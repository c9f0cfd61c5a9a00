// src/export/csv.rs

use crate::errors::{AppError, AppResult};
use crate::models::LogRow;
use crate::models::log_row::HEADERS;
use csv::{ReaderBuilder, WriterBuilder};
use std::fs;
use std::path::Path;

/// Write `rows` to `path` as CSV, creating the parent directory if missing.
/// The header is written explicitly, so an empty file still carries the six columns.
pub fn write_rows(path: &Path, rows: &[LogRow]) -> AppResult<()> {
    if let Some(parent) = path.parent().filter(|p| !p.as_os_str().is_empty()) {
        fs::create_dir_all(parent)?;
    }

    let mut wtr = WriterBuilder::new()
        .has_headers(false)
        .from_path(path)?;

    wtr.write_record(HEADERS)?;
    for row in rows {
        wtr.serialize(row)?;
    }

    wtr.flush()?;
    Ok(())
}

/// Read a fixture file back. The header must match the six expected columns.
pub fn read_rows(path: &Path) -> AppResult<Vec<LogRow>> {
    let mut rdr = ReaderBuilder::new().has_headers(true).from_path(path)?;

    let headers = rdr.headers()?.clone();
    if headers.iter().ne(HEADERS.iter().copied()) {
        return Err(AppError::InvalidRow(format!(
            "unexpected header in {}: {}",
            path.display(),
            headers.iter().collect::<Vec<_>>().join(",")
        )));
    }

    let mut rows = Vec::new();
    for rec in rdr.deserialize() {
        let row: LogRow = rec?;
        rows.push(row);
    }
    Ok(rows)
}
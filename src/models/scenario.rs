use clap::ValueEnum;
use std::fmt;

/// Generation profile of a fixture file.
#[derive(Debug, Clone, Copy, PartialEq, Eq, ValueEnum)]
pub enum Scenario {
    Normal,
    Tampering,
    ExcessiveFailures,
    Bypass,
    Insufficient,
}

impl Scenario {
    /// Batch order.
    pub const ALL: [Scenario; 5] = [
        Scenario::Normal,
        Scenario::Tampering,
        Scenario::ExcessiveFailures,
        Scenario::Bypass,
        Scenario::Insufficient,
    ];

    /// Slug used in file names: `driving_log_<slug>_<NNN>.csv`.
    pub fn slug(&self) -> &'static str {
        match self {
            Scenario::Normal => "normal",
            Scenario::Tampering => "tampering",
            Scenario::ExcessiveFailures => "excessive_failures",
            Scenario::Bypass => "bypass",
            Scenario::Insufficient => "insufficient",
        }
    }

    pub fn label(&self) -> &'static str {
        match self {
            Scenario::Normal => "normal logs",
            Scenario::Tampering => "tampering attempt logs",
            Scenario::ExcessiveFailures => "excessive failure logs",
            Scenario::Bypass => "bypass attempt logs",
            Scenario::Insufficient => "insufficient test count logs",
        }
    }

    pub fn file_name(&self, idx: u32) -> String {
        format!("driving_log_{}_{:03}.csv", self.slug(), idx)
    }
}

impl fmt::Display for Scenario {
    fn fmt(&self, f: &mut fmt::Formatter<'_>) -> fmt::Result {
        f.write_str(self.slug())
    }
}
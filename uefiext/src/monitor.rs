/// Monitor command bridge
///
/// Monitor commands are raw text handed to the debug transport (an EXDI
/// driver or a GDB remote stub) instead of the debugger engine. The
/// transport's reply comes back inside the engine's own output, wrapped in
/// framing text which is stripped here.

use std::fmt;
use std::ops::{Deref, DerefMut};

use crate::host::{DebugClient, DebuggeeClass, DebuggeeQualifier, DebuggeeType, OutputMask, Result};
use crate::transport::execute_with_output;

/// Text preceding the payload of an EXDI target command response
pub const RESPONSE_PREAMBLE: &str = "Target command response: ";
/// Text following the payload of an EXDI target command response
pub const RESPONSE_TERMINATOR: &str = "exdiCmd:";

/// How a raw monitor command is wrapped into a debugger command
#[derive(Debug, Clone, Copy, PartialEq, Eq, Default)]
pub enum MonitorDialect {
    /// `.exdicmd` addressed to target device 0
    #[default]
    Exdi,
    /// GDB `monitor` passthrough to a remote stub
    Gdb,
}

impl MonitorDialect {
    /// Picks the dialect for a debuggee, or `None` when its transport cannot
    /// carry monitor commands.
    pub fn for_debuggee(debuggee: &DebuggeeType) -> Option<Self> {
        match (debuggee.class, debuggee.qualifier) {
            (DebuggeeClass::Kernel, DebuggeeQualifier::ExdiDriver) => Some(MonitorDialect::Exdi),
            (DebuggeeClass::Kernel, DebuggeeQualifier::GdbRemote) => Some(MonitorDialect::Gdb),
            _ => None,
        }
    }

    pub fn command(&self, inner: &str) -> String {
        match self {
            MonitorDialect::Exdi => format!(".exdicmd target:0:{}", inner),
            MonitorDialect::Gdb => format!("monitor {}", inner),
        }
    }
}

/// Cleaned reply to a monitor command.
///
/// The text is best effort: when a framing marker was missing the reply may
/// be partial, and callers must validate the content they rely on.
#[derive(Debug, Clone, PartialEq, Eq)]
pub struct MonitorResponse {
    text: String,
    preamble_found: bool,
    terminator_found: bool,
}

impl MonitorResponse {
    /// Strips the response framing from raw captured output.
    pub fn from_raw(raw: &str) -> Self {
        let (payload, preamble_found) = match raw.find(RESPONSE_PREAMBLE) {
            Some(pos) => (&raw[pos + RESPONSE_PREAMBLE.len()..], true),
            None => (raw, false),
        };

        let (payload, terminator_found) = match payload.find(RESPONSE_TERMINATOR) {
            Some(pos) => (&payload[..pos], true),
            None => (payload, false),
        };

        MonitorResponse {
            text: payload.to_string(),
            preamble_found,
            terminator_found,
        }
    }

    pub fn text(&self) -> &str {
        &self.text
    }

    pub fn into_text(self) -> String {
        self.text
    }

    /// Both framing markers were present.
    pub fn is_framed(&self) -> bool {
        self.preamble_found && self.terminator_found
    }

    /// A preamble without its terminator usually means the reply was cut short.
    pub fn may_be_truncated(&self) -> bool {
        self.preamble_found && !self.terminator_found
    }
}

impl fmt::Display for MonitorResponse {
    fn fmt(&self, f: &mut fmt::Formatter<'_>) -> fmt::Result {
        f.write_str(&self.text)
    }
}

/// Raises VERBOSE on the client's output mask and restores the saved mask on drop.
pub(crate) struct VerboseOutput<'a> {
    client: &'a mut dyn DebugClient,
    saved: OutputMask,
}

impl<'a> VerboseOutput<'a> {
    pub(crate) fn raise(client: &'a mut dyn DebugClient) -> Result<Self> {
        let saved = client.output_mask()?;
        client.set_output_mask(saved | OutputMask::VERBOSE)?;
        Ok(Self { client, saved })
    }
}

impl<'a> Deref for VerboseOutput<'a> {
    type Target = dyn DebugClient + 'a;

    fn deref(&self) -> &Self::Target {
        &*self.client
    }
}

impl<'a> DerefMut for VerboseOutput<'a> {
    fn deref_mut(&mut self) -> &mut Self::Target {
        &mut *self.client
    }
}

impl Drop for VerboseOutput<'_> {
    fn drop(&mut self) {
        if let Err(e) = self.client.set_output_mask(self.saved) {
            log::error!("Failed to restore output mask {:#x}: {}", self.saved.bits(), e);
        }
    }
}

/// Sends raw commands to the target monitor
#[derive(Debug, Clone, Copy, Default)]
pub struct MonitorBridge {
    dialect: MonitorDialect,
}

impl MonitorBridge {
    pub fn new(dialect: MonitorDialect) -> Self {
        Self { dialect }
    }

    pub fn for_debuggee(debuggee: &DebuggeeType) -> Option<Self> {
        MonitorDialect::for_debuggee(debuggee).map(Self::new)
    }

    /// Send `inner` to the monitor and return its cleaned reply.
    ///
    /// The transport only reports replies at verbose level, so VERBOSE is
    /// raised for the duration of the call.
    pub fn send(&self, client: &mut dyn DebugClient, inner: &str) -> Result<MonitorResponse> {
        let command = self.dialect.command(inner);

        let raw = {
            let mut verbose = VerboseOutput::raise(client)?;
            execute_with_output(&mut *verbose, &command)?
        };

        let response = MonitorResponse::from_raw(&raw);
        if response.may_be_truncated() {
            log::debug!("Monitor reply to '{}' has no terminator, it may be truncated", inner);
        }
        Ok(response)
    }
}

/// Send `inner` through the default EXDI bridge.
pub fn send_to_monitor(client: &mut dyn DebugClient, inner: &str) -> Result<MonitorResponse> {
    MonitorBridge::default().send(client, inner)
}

::::::

- **Task instructions**: All lines from the one with "MonitorDialect::for_debuggee(debuggee).map(Self::new)" through the end of the data must be repeated exactly, and nothing else may be repeated.

- **Solution to the problem**:
        MonitorDialect::for_debuggee(debuggee).map(Self::new)
    }

    /// Send `inner` to the monitor and return its cleaned reply.
    ///
    /// The transport only reports replies at verbose level, so VERBOSE is
    /// raised for the duration of the call.
    pub fn send(&self, client: &mut dyn DebugClient, inner: &str) -> Result<MonitorResponse> {
        let command = self.dialect.command(inner);

        let raw = {
            let mut verbose = VerboseOutput::raise(client)?;
            execute_with_output(&mut *verbose, &command)?
        };

        let response = MonitorResponse::from_raw(&raw);
        if response.may_be_truncated() {
            log::debug!("Monitor reply to '{}' has no terminator, it may be truncated", inner);
        }
        Ok(response)
    }
}

/// Send `inner` through the default EXDI bridge.
pub fn send_to_monitor(client: &mut dyn DebugClient, inner: &str) -> Result<MonitorResponse> {
    MonitorBridge::default().send(client, inner)
}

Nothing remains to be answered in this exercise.